Failure, Success: GLD & IYR

When A Spring Set-Up, Fails

The upside reversal (spring) set-up for gold, has failed.

When a high probability bullish scenario fails to materialize, it signals a market with potential to completely fall apart.

Nobody expects a major reversal in gold … nobody.

Yet … there it is

We’ve had the huge volume on March 8th, that looks more and more as changing of hands; from strong to weak.

Now, the apparent reversal has failed.

Anything can happen but at this juncture, the highs of March are getting farther and farther away.

Gold (GLD), Weekly Chart

Gold could always right itself and reverse from here.

We’ll keep an eye on it but let’s move on to a trade set-up that’s working; Real Estate, IYR and leveraged inverse, DRV.

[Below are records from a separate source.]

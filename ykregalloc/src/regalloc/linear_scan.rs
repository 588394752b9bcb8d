//! Linear scan allocation: visit live ranges in start order, keeping track of which ranges hold a
//! register at the current position (active) and which hold one but are in a lifetime hole there
//! (inactive). A range that can't get a register for its whole lifetime is split, and parts that
//! don't need a register are spilled.

use super::{
    allocator::{AllocationStrategy, RegisterAllocator},
    data::RegisterAllocationData,
    live_range::{LiveRangeIdx, SpillRangeIdx, TopLevelIdx},
    position::LifetimePosition,
    spill_range::try_merge,
};
use crate::{
    log::ra_trace,
    sequence::{InstrIdx, RegisterKind},
};
use std::cmp::Reverse;

pub(crate) struct LinearScanAllocator<'d, 'a> {
    a: RegisterAllocator<'d, 'a>,
    /// Ranges yet to be allocated, sorted so that the next one to allocate is last.
    unhandled: Vec<LiveRangeIdx>,
    /// Ranges holding a register that are live at the current position.
    active: Vec<LiveRangeIdx>,
    /// Ranges holding a register that are in a lifetime hole at the current position.
    inactive: Vec<LiveRangeIdx>,
}
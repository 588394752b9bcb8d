//! Satisfy fixed operand constraints and turn phis into gap moves.
//!
//! After this phase no operand has a fixed policy: each has been rewritten to its fixed location,
//! with a gap move connecting it to an unconstrained use or definition of the same virtual
//! register. Similarly, every "same as first input" output now shares its input's virtual
//! register, and every phi input is a move at the end of the corresponding predecessor.

use super::data::{DelayedReference, RegisterAllocationData};
use crate::{
    log::ra_trace,
    sequence::{
        GapPosition, InstrIdx, InstructionOperand, OperandSlot, Policy, RegisterKind, RpoNumber,
        UnallocatedOperand,
    },
    RegAllocError,
};

pub(crate) struct ConstraintBuilder<'d, 'a> {
    d: &'d mut RegisterAllocationData<'a>,
}

impl<'d, 'a> ConstraintBuilder<'d, 'a> {
    pub(crate) fn new(d: &'d mut RegisterAllocationData<'a>) -> Self {
        Self { d }
    }

    pub(crate) fn meet_register_constraints(&mut self) -> Result<(), RegAllocError> {
        self.check_fixed_registers()?;
        for b in self.d.seq.blocks().indices() {
            self.meet_register_constraints_in_block(b);
        }
        Ok(())
    }

    /// Every fixed register an operand asks for must be one we are allowed to allocate.
    fn check_fixed_registers(&self) -> Result<(), RegAllocError> {
        for instr in self.d.seq.instructions() {
            for op in instr
                .outputs()
                .iter()
                .chain(instr.inputs())
                .chain(instr.temps())
            {
                let Some(u) = op.as_unallocated() else {
                    continue;
                };
                let (kind, code) = match u.policy {
                    Policy::FixedRegister(c) => (RegisterKind::General, c),
                    Policy::FixedDoubleRegister(c) => (RegisterKind::Double, c),
                    _ => continue,
                };
                if !self.d.config.is_allocatable(kind, code) {
                    return Err(RegAllocError::InvalidConfiguration(format!(
                        "{} demands {} register {code}, which is not allocatable",
                        instr.mnemonic(),
                        kind
                    )));
                }
            }
        }
        Ok(())
    }

    fn meet_register_constraints_in_block(&mut self, b: RpoNumber) {
        let block = self.d.seq.block(b);
        let start = block.first_instruction_index().index();
        let end = block.last_instruction_index().index();
        for i in start..=end {
            self.meet_constraints_before(InstrIdx::new(i));
            if i != end {
                self.meet_constraints_after(InstrIdx::new(i));
            }
        }
        self.meet_register_constraints_for_last_instruction_in_block(b);
    }

    /// Rewrite the fixed-policy operand at `slot` to its fixed location, returning that location.
    /// If `is_tagged`, the location is recorded in the instruction's reference map (if it has
    /// one).
    fn allocate_fixed(&mut self, slot: OperandSlot, instr: InstrIdx, is_tagged: bool) -> InstructionOperand {
        let InstructionOperand::Unallocated(u) = self.d.seq.operand(slot) else {
            panic!("{slot:?} is not unallocated");
        };
        let kind = self.d.seq.representation(u.vreg).kind();
        let alloc = match u.policy {
            Policy::FixedSlot(index) => InstructionOperand::stack_slot(kind, index),
            Policy::FixedRegister(code) => InstructionOperand::register(RegisterKind::General, code),
            Policy::FixedDoubleRegister(code) => {
                InstructionOperand::register(RegisterKind::Double, code)
            }
            p => panic!("{slot:?} has non-fixed policy {p:?}"),
        };
        ra_trace!(self.d.log, "allocating fixed v{} at {slot:?}", u.vreg.index());
        self.d.seq.set_operand(slot, alloc);
        if is_tagged {
            if let Some(rm) = self.d.seq.instruction(instr).reference_map() {
                self.d.seq.reference_map_mut(rm).record_reference(alloc);
            }
        }
        alloc
    }

    /// Handle the outputs and temps of instruction `i`, which is not the last in its block.
    fn meet_constraints_after(&mut self, i: InstrIdx) {
        let next = InstrIdx::new(i.index() + 1);
        for j in 0..self.d.seq.instruction(i).temps().len() {
            let temp = self.d.seq.instruction(i).temps()[j];
            if temp.as_unallocated().is_some_and(|u| u.has_fixed_policy()) {
                self.allocate_fixed(OperandSlot::Temp(i, j), i, false);
            }
        }

        for j in 0..self.d.seq.instruction(i).outputs().len() {
            let output = self.d.seq.instruction(i).outputs()[j];
            if let InstructionOperand::Constant(vreg) = output {
                let top = self.d.live_range_for(vreg);
                let t = &mut self.d.lrs.tops[top];
                t.set_spill_start_index(next);
                t.set_spill_operand(output);
                continue;
            }
            let Some(u) = output.as_unallocated().copied() else {
                continue;
            };
            let top = self.d.live_range_for(u.vreg);
            let mut assigned = false;
            if u.has_fixed_policy() {
                let is_tagged = self.d.seq.is_reference(u.vreg);
                let fixed = self.allocate_fixed(OperandSlot::Output(i, j), i, is_tagged);
                // A value produced on the stack never needs spilling.
                if fixed.is_stack_slot() {
                    let t = &mut self.d.lrs.tops[top];
                    t.set_spill_operand(fixed);
                    t.set_spill_start_index(next);
                    assigned = true;
                }
                self.d.add_gap_move(
                    next,
                    GapPosition::Start,
                    fixed,
                    UnallocatedOperand::any(u.vreg).into(),
                );
            }
            if !assigned {
                let t = &mut self.d.lrs.tops[top];
                t.record_spill_location(next, OperandSlot::Output(i, j));
                t.set_spill_start_index(next);
            }
        }
    }

    /// Handle the inputs of instruction `i`, and any output that must be in the same place as
    /// its first input.
    fn meet_constraints_before(&mut self, i: InstrIdx) {
        for j in 0..self.d.seq.instruction(i).inputs().len() {
            let input = self.d.seq.instruction(i).inputs()[j];
            let Some(u) = input.as_unallocated().copied() else {
                continue;
            };
            if u.has_fixed_policy() {
                let is_tagged = self.d.seq.is_reference(u.vreg);
                let fixed = self.allocate_fixed(OperandSlot::Input(i, j), i, is_tagged);
                self.d.add_gap_move(
                    i,
                    GapPosition::End,
                    UnallocatedOperand::any(u.vreg).into(),
                    fixed,
                );
            }
        }

        let Some(InstructionOperand::Unallocated(output)) =
            self.d.seq.instruction(i).outputs().first().copied()
        else {
            return;
        };
        if !output.has_same_as_input_policy() {
            return;
        }
        let InstructionOperand::Unallocated(input) = self.d.seq.instruction(i).inputs()[0] else {
            panic!("Instruction {} has no unallocated first input", i.index());
        };
        let (input_vreg, output_vreg) = (input.vreg, output.vreg);
        // The input becomes a use of the output's virtual register, fed by a copy of the input.
        let new_input = UnallocatedOperand {
            vreg: output_vreg,
            ..input
        };
        self.d
            .seq
            .set_operand(OperandSlot::Input(i, 0), new_input.into());
        let mv = self.d.add_gap_move(
            i,
            GapPosition::End,
            UnallocatedOperand::any(input_vreg).into(),
            new_input.into(),
        );
        if self.d.seq.is_reference(input_vreg) && !self.d.seq.is_reference(output_vreg) {
            if let Some(map) = self.d.seq.instruction(i).reference_map() {
                self.d.delayed_references.push(DelayedReference {
                    map,
                    slot: OperandSlot::MoveSource(i, GapPosition::End, mv),
                });
            }
        }
    }

    /// Fixed temps of a block's last instruction are rewritten in place. Its outputs are connected
    /// to their virtual registers at the start of each successor, since the instruction has no gap
    /// after it within the block.
    fn meet_register_constraints_for_last_instruction_in_block(&mut self, b: RpoNumber) {
        let block = self.d.seq.block(b);
        let end = block.last_instruction_index();
        let successors = block
            .successors()
            .iter()
            .map(|s| self.d.seq.block(*s).first_instruction_index())
            .collect::<Vec<_>>();
        for j in 0..self.d.seq.instruction(end).temps().len() {
            let temp = self.d.seq.instruction(end).temps()[j];
            if temp.as_unallocated().is_some_and(|u| u.has_fixed_policy()) {
                self.allocate_fixed(OperandSlot::Temp(end, j), end, false);
            }
        }
        for j in 0..self.d.seq.instruction(end).outputs().len() {
            let Some(u) = self.d.seq.instruction(end).outputs()[j].as_unallocated().copied() else {
                continue;
            };
            let top = self.d.live_range_for(u.vreg);
            let mut assigned = false;
            if u.has_fixed_policy() {
                let fixed = self.allocate_fixed(OperandSlot::Output(end, j), end, false);
                if fixed.is_stack_slot() {
                    let t = &mut self.d.lrs.tops[top];
                    t.set_spill_operand(fixed);
                    t.set_spill_start_index(end);
                    assigned = true;
                }
                for gap in &successors {
                    self.d.add_gap_move(
                        *gap,
                        GapPosition::Start,
                        fixed,
                        UnallocatedOperand::any(u.vreg).into(),
                    );
                }
            }
            if !assigned {
                for gap in &successors {
                    let t = &mut self.d.lrs.tops[top];
                    t.record_spill_location(*gap, OperandSlot::Output(end, j));
                    t.set_spill_start_index(*gap);
                }
            }
        }
    }

    /// Turn every phi into moves at the end of its block's predecessors.
    pub(crate) fn resolve_phis(&mut self) {
        for b in self.d.seq.blocks().indices().rev() {
            self.resolve_phis_in_block(b);
        }
    }

    fn resolve_phis_in_block(&mut self, b: RpoNumber) {
        let block = self.d.seq.block(b);
        let first = block.first_instruction_index();
        let is_loop_header = block.is_loop_header();
        let preds = block
            .predecessors()
            .iter()
            .map(|p| self.d.seq.block(*p).last_instruction_index())
            .collect::<Vec<_>>();
        let phis = block
            .phis()
            .iter()
            .map(|phi| (phi.vreg(), phi.operands().to_vec(), *phi.output()))
            .collect::<Vec<_>>();
        for (idx, (vreg, operands, output)) in phis.into_iter().enumerate() {
            let phi = self.d.initialize_phi_map(vreg, b, idx);
            for (pred_last, op) in preds.iter().zip(operands) {
                let mv = self.d.add_gap_move(
                    *pred_last,
                    GapPosition::End,
                    UnallocatedOperand::any(op).into(),
                    output,
                );
                self.d.phis[phi]
                    .incoming_operands
                    .push(OperandSlot::MoveDestination(*pred_last, GapPosition::End, mv));
            }
            let top = self.d.live_range_for(vreg);
            let t = &mut self.d.lrs.tops[top];
            t.record_spill_location(first, OperandSlot::PhiOutput(b, idx));
            t.set_spill_start_index(first);
            t.is_phi = true;
            t.is_non_loop_phi = !is_loop_header;
        }
    }
}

Leveraged Inverse (-3X) Real Estate, DRV

The expectation for this morning’s session, was for IYR to retrace and test Friday’s breakdown.

It’s not happening … or at least, not at this point.

Wyckoff (along with Livermore) were obsessed with ‘what is’ and not what ‘should’ be.

The ‘what is’ at this point, IYR appears to be in a swift down move with minimal upside.

Trading actions have therefore been adjusted accordingly.

The chart of inverse DRV shows two entries marked as “1” and “2” (not advice, not a recommendation).

At this juncture, the short position in IYR via DRV (DRV-22-02), has been fully established.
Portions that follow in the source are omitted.